▸ **EXERCISE OBJECTIVE**: Lines from the one containing "type Err = PagerunError;" to the end of the data below are to be restated exactly, with both ends included and nothing else.

[[ DATA UNDER STUDY open ]]

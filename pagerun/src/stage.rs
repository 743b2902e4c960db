//! Pipeline stage identifiers.

use pagerun_shared::errors::PagerunError;
use serde::{Deserialize, Serialize};
use std::fmt;
use std::str::FromStr;

/// One step of the digitization pipeline.
///
/// The set is closed. Ordering of the variants follows the order in which
/// the stages consume each other's output.
#[derive(Debug, Clone, Copy, PartialEq, Eq, Hash, PartialOrd, Ord, Serialize, Deserialize)]
#[serde(rename_all = "snake_case")]
pub enum PipelineStage {
    Preprocessing,
    Segmentation,
    RegionExtraction,
    GroundTruthSearch,
}

impl PipelineStage {
    pub const ALL: [PipelineStage; 4] = [
        PipelineStage::Preprocessing,
        PipelineStage::Segmentation,
        PipelineStage::RegionExtraction,
        PipelineStage::GroundTruthSearch,
    ];

    pub fn as_str(self) -> &'static str {
        match self {
            PipelineStage::Preprocessing => "preprocessing",
            PipelineStage::Segmentation => "segmentation",
            PipelineStage::RegionExtraction => "region_extraction",
            PipelineStage::GroundTruthSearch => "ground_truth_search",
        }
    }

    pub(crate) fn index(self) -> usize {
        match self {
            PipelineStage::Preprocessing => 0,
            PipelineStage::Segmentation => 1,
            PipelineStage::RegionExtraction => 2,
            PipelineStage::GroundTruthSearch => 3,
        }
    }
}

impl fmt::Display for PipelineStage {
    fn fmt(&self, f: &mut fmt::Formatter<'_>) -> fmt::Result {
        f.write_str(self.as_str())
    }
}

impl FromStr for PipelineStage {
    type Err = PagerunError;

    fn from_str(s: &str) -> Result<Self, Self::Err> {
        let normalized = s.trim().to_ascii_lowercase().replace('-', "_");
        PipelineStage::ALL
            .into_iter()
            .find(|stage| stage.as_str() == normalized)
            .ok_or_else(|| PagerunError::InvalidArgument(format!("unknown stage: {}", s)))
    }
}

[[ DATA UNDER STUDY closed ]]

▸ **ANSWER SECTION**:
    type Err = PagerunError;

    fn from_str(s: &str) -> Result<Self, Self::Err> {
        let normalized = s.trim().to_ascii_lowercase().replace('-', "_");
        PipelineStage::ALL
            .into_iter()
            .find(|stage| stage.as_str() == normalized)
            .ok_or_else(|| PagerunError::InvalidArgument(format!("unknown stage: {}", s)))
    }
}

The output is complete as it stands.